Pour Pierre Launay, en hommage affectueux

   La montée progressive des mouvements dits « populistes » nous conduit à les discerner. Abraham Lincoln définissait la démocratie comme « le gouvernement du peuple, par le peuple et pour le peuple ». Ainsi surgit l’idée de souveraineté populaire, le peuple n'ayant finalement de compte à rendre qu'à lui-même et ne reconnaissant pas d'autre référence supérieure ou transcendante par rapport à lui-même que lui (1). 

Est-il possible au peuple de se gouverner lui-même ? Si le peuple ne le peut, il lui faut déléguer ce gouvernement à des représentants. Comment ? Pour combien de temps ? Quelle marge de liberté et d'initiative donner à ces représentants ? Quel « peuple » les désigne ? Des gens expérimentés ? Tout le monde ? Les populismes font appel au peuple, mais à quel peuple ? À quelles catégories sociales s'adresse-t-on ? 

Certains populismes vont jeter le soupçon sur la représentation dite « populaire ». La pratique de votes législatifs réguliers est pourtant un signe que le « peuple » garde le primat sur ses délégués et qu'il peut les remplacer.
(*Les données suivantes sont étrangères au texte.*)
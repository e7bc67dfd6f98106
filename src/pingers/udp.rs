//! UDP echo pinger.
//!
//! Sends a 13-byte datagram (`0x7d` twelve times, then a random id byte) and
//! waits for the server to echo it. Replies with another length or id are
//! ignored.

use std::time::Duration;

use async_trait::async_trait;
use tokio::net::UdpSocket;
use tokio::time::Instant;

use crate::error::{RealtimeError, Result};
use crate::region::Pinger;

/// Default port of the region ping service.
pub const DEFAULT_PING_PORT: u16 = 5056;

const PING_LEN: usize = 13;
const PING_FILL: u8 = 0x7d;

/// Builds a ping datagram carrying `id` in its last byte.
pub fn ping_packet(id: u8) -> [u8; PING_LEN] {
    let mut packet = [PING_FILL; PING_LEN];
    if let Some(last) = packet.last_mut() {
        *last = id;
    }
    packet
}

/// Whether `reply` answers the ping with `id`.
pub fn is_reply(reply: &[u8], id: u8) -> bool {
    reply.len() == PING_LEN && reply.last() == Some(&id)
}

#[derive(Debug, Clone)]
pub struct UdpPinger {
    port: u16,
}

impl Default for UdpPinger {
    fn default() -> Self {
        Self::new(DEFAULT_PING_PORT)
    }
}

impl UdpPinger {
    pub fn new(port: u16) -> Self {
        Self { port }
    }

    pub fn port(&self) -> u16 {
        self.port
    }

    async fn round_trip(&self, host: &str) -> Result<Duration> {
        let socket = UdpSocket::bind("0.0.0.0:0").await?;
        socket.connect((host, self.port)).await?;

        let id = uuid::Uuid::new_v4().as_bytes().first().copied().unwrap_or(0);
        let packet = ping_packet(id);
        let started = Instant::now();
        socket.send(&packet).await?;

        let mut buf = [0u8; 64];
        loop {
            let n = socket.recv(&mut buf).await?;
            if buf.get(..n).is_some_and(|reply| is_reply(reply, id)) {
                return Ok(started.elapsed());
            }
            tracing::debug!(host = %host, len = n, "ignoring unrelated ping reply");
        }
    }
}

#[async_trait]
impl Pinger for UdpPinger {
    async fn ping(&self, target: &str, timeout: Duration) -> Result<Duration> {
        tokio::time::timeout(timeout, self.round_trip(target))
            .await
            .map_err(|_| RealtimeError::Timeout)?
    }
}

#[cfg(test)]
#[allow(
    clippy::unwrap_used,
    clippy::expect_used,
    clippy::panic,
    clippy::todo,
    clippy::unimplemented,
    clippy::indexing_slicing
)]
mod tests {
    use super::*;

    #[test]
    fn packet_layout() {
        let packet = ping_packet(0x42);
        assert_eq!(packet.len(), 13);
        assert!(packet[..12].iter().all(|b| *b == 0x7d));
        assert_eq!(packet[12], 0x42);
    }

    #[test]
    fn reply_must_match_length_and_id() {
        assert!(is_reply(&ping_packet(7), 7));
        assert!(!is_reply(&ping_packet(7), 8));
        assert!(!is_reply(&[0x7d, 7], 7));
    }

    #[tokio::test]
    async fn echo_server_round_trip() {
        let server = UdpSocket::bind("127.0.0.1:0").await.unwrap();
        let port = server.local_addr().unwrap().port();
        tokio::spawn(async move {
            let mut buf = [0u8; 64];
            // A stray datagram first, then the echo.
            let (n, from) = server.recv_from(&mut buf).await.unwrap();
            server.send_to(&[1, 2, 3], from).await.unwrap();
            server.send_to(&buf[..n], from).await.unwrap();
        });

        let pinger = UdpPinger::new(port);
        let rtt = pinger.ping("127.0.0.1", Duration::from_secs(2)).await.unwrap();
        assert!(rtt < Duration::from_secs(2));
    }

    #[tokio::test]
    async fn silent_server_times_out() {
        let server = UdpSocket::bind("127.0.0.1:0").await.unwrap();
        let port = server.local_addr().unwrap().port();

        let pinger = UdpPinger::new(port);
        let err = pinger
            .ping("127.0.0.1", Duration::from_millis(50))
            .await
            .unwrap_err();
        assert!(matches!(err, RealtimeError::Timeout));
        drop(server);
    }
}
Les populismes envahissent aujourd’hui la scène politique européenne et rassemblent d'assez larges minorités. Parce qu’ils sont eux-mêmes divers, il convient de distinguer des populismes de droite et des populismes de gauche.

Ils ont d’abord en commun de dénoncer le fait que le peuple soit dépouillé de la possibilité de se gouverner lui-même, que les décisions importantes le concernant soient prises par de grands groupes internationaux, ou par « Bruxelles », fantôme toujours agité par les propagandes anti-européennes. Le peuple se verrait soumis à des puissances obscures, hétéronomes, donc non contrôlées.